E se os primeiros humanos não hibernavam?
Uma das bases da ciência situa-se em questionar. Portanto, os pesquisadores resolveram testar eles próprios alguns questionamentos. Até os dias de hoje, diversos povos vivem de maneiras primitivas em locais extremamente frios, como os Inuit e Sámi. Mas por que, então, eles não hibernam?
Conforme a dupla de pesquisadores, os Inuit e os Sámi obtêm a energia e o alimento necessário para o inverno através dos gordurosos peixes que capturam. Portanto, não há a necessidade de se hibernar para poupar as reservas do corpo.
Mas para a região onde localiza-se a caverna Sima de los Huesos não havia essa disponibilidade imediata de alimentos nos arredores. A caverna localiza-se a uma distância consideravelmente grande do litoral para a constante obtenção de peixes e frutos do mar sem uma logística adequada, por exemplo.
“A aridificação da Península Ibérica não poderia fornecer alimentos ricos em gordura o suficiente para o povo de Sima durante o inverno rigoroso – fazendo com que eles recorressem à hibernação em cavernas”, escrevem os pesquisadores.

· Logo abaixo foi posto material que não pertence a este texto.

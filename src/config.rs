//! Admin-managed passcode settings and the JSON file that holds them.
//!
//! The record is mutated by exactly one code path (passcode activation) and
//! otherwise edited by hand or by external tooling, so loading is lenient
//! about field types and unknown fields are carried through on save.

use chrono::Duration;
use serde::{Deserialize, Deserializer, Serialize};
use serde_json::Value;
use std::{
    future::Future,
    io,
    path::{Path, PathBuf},
};
use tokio::io::AsyncWriteExt;

use crate::clock::{self, Timestamp};

pub const DEFAULT_TTL_HOURS: u32 = 5;
pub const DEFAULT_PASSCODE_VERSION: i64 = 1;
/// One hundred years. Longer windows fall back to the default.
pub const MAX_TTL_HOURS: u32 = 24 * 365 * 100;

/// The persisted passcode configuration (`admin.json`).
#[derive(Debug, Clone, PartialEq, Serialize, Deserialize)]
pub struct Config {
    /// Shared secret. Empty means not configured.
    #[serde(
        rename = "user_passcode",
        default,
        deserialize_with = "de_passcode"
    )]
    pub stored_passcode: String,

    #[serde(default = "default_ttl_hours", deserialize_with = "de_ttl_hours")]
    pub ttl_hours: u32,

    /// Raw RFC 3339 strings. Kept unparsed so a damaged value can be told
    /// apart from an absent one.
    #[serde(default, deserialize_with = "de_timestamp")]
    pub first_used_at: Option<String>,
    #[serde(default, deserialize_with = "de_timestamp")]
    pub expires_at: Option<String>,

    #[serde(default = "default_true", deserialize_with = "de_locked")]
    pub locked_after_expire: bool,

    #[serde(
        default = "default_passcode_version",
        deserialize_with = "de_passcode_version"
    )]
    pub passcode_version: i64,

    /// Fields owned by other tooling.
    #[serde(flatten)]
    pub extra: serde_json::Map<String, Value>,
}

impl Default for Config {
    fn default() -> Self {
        Self {
            stored_passcode: String::new(),
            ttl_hours: DEFAULT_TTL_HOURS,
            first_used_at: None,
            expires_at: None,
            locked_after_expire: true,
            passcode_version: DEFAULT_PASSCODE_VERSION,
            extra: serde_json::Map::new(),
        }
    }
}

impl Config {
    pub fn is_configured(&self) -> bool {
        !self.stored_passcode.is_empty()
    }

    /// Both activation timestamps are recorded.
    pub fn is_activated(&self) -> bool {
        self.first_used_at.is_some() && self.expires_at.is_some()
    }

    pub fn ttl(&self) -> Duration {
        Duration::hours(i64::from(self.ttl_hours))
    }

    /// A copy of this record with the window opened at `now`.
    ///
    /// Both timestamps are written together; `expires_at` is fixed here and
    /// never recomputed from a later `ttl_hours`. `None` if the window end
    /// is not representable.
    pub fn activated_at(&self, now: Timestamp) -> Option<Self> {
        let expires = now.checked_add_signed(self.ttl())?;
        Some(Self {
            first_used_at: Some(clock::format_timestamp(&now)),
            expires_at: Some(clock::format_timestamp(&expires)),
            ..self.clone()
        })
    }

    pub fn from_json(raw: &str) -> Result<Self, serde_json::Error> {
        serde_json::from_str(raw)
    }

    pub fn to_json(&self) -> Result<String, serde_json::Error> {
        serde_json::to_string_pretty(self)
    }
}

fn default_ttl_hours() -> u32 {
    DEFAULT_TTL_HOURS
}

fn default_true() -> bool {
    true
}

fn default_passcode_version() -> i64 {
    DEFAULT_PASSCODE_VERSION
}

/// Accept numeric passcodes (`"user_passcode": 123456`) as their string form.
fn de_passcode<'de, D: Deserializer<'de>>(d: D) -> Result<String, D::Error> {
    Ok(match Value::deserialize(d)? {
        Value::String(s) => s,
        Value::Number(n) => n.to_string(),
        _ => String::new(),
    })
}

/// Numbers and numeric strings are accepted; anything else, including zero
/// or more than `MAX_TTL_HOURS`, falls back to the default window.
fn de_ttl_hours<'de, D: Deserializer<'de>>(d: D) -> Result<u32, D::Error> {
    let hours = match Value::deserialize(d)? {
        Value::Number(n) => n.as_u64().and_then(|h| u32::try_from(h).ok()),
        Value::String(s) => s.trim().parse::<u32>().ok(),
        _ => None,
    };
    Ok(hours
        .filter(|h| (1..=MAX_TTL_HOURS).contains(h))
        .unwrap_or(DEFAULT_TTL_HOURS))
}

/// `null` keeps the default (locked); otherwise `0`, `""` and `false` unlock.
fn de_locked<'de, D: Deserializer<'de>>(d: D) -> Result<bool, D::Error> {
    Ok(match Value::deserialize(d)? {
        Value::Null => true,
        Value::Bool(b) => b,
        Value::Number(n) => n.as_f64().is_some_and(|n| n != 0.0),
        Value::String(s) => !s.is_empty() && s != "0",
        Value::Array(a) => !a.is_empty(),
        Value::Object(o) => !o.is_empty(),
    })
}

fn de_passcode_version<'de, D: Deserializer<'de>>(d: D) -> Result<i64, D::Error> {
    let version = match Value::deserialize(d)? {
        Value::Number(n) => n.as_i64(),
        Value::String(s) => s.trim().parse::<i64>().ok(),
        _ => None,
    };
    Ok(version.unwrap_or(DEFAULT_PASSCODE_VERSION))
}

/// `null`, `""` and non-string values all mean "absent".
fn de_timestamp<'de, D: Deserializer<'de>>(d: D) -> Result<Option<String>, D::Error> {
    Ok(match Value::deserialize(d)? {
        Value::String(s) if !s.trim().is_empty() => Some(s),
        _ => None,
    })
}

// ── Store ─────────────────────────────────────────────────────────────────────

#[derive(thiserror::Error, Debug)]
pub enum StoreError {
    #[error("configuration file {} not found", .0.display())]
    Missing(PathBuf),
    #[error("configuration file {} is malformed: {source}", .path.display())]
    Malformed {
        path: PathBuf,
        source: serde_json::Error,
    },
    #[error("IO error: {0}")]
    Io(#[from] io::Error),
    #[error("configuration changed concurrently")]
    Conflict,
    #[error("timed out waiting for the configuration lock")]
    LockTimeout,
}

/// Durable home of the [`Config`] singleton.
///
/// Writers never overwrite blindly: `compare_and_swap` only replaces the
/// record if it still equals the snapshot the caller decided on.
pub trait ConfigStore: Send + Sync {
    fn load(&self) -> impl Future<Output = Result<Config, StoreError>> + Send;

    fn compare_and_swap(
        &self,
        expected: &Config,
        new: &Config,
    ) -> impl Future<Output = Result<(), StoreError>> + Send;
}

/// [`ConfigStore`] backed by a pretty-printed JSON file.
///
/// Writes go to `<file>.tmp` and are renamed into place, so readers see
/// either the old or the new record, never a partial one. The
/// read-compare-write cycle runs under an in-process lock whose acquisition
/// is bounded by `lock_timeout`.
pub struct JsonConfigStore {
    path: PathBuf,
    lock: tokio::sync::Mutex<()>,
    lock_timeout: std::time::Duration,
}

impl JsonConfigStore {
    pub fn new(path: impl Into<PathBuf>, lock_timeout: std::time::Duration) -> Self {
        Self {
            path: path.into(),
            lock: tokio::sync::Mutex::new(()),
            lock_timeout,
        }
    }

    pub fn path(&self) -> &Path {
        &self.path
    }

    async fn read(&self) -> Result<Config, StoreError> {
        let raw = match tokio::fs::read_to_string(&self.path).await {
            Ok(raw) => raw,
            Err(e) if e.kind() == io::ErrorKind::NotFound => {
                return Err(StoreError::Missing(self.path.clone()));
            }
            Err(e) => return Err(StoreError::Io(e)),
        };

        // Strip UTF-8 BOM left behind by some editors.
        let text = raw.strip_prefix('\u{feff}').unwrap_or(&raw);
        Config::from_json(text).map_err(|source| StoreError::Malformed {
            path: self.path.clone(),
            source,
        })
    }

    async fn write(&self, config: &Config) -> Result<(), StoreError> {
        let json = config
            .to_json()
            .map_err(|e| io::Error::new(io::ErrorKind::InvalidData, e))?;
        let tmp = tmp_path(&self.path);

        let result = async {
            let mut file = tokio::fs::File::create(&tmp).await?;
            file.write_all(json.as_bytes()).await?;
            file.sync_all().await?;
            drop(file);
            tokio::fs::rename(&tmp, &self.path).await
        }
        .await;

        if let Err(e) = result {
            if let Err(cleanup) = tokio::fs::remove_file(&tmp).await {
                if cleanup.kind() != io::ErrorKind::NotFound {
                    tracing::warn!("Cannot remove {}: {}", tmp.display(), cleanup);
                }
            }
            return Err(StoreError::Io(e));
        }
        Ok(())
    }
}

impl ConfigStore for JsonConfigStore {
    async fn load(&self) -> Result<Config, StoreError> {
        self.read().await
    }

    async fn compare_and_swap(&self, expected: &Config, new: &Config) -> Result<(), StoreError> {
        let _guard = tokio::time::timeout(self.lock_timeout, self.lock.lock())
            .await
            .map_err(|_| StoreError::LockTimeout)?;

        let current = self.read().await?;
        if current != *expected {
            return Err(StoreError::Conflict);
        }
        self.write(new).await
    }
}

fn tmp_path(path: &Path) -> PathBuf {
    let mut name = path.file_name().unwrap_or_default().to_os_string();
    name.push(".tmp");
    path.with_file_name(name)
}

Além disso, eles citam outros mamíferos e primatas com comportamentos de hibernação. Segundo os cientistas, isso poderia manter as bases genéticas e fisiológicas para a hibernação nos seres humanos.
O que os outros cientistas pensam?
“É um argumento muito interessante e certamente estimulará o debate”, disse o antropólogo Patrick Randolph-Quinney ao The Guardian. “No entanto, existem outras explicações para as variações vistas nos ossos encontrados em Sima e devemos abordá-las completamente antes de chegarmos a quaisquer conclusões realistas. Isso ainda não foi feito, eu acredito”.
Os cientistas que não participaram do estudo se dizem fascinados com a possível ideia de que os primeiros humanos hibernavam, embora extremamente cautelosos.
O estudo foi publicado no periódico L’Anthropologie. Com informações de The Guardian e Independent.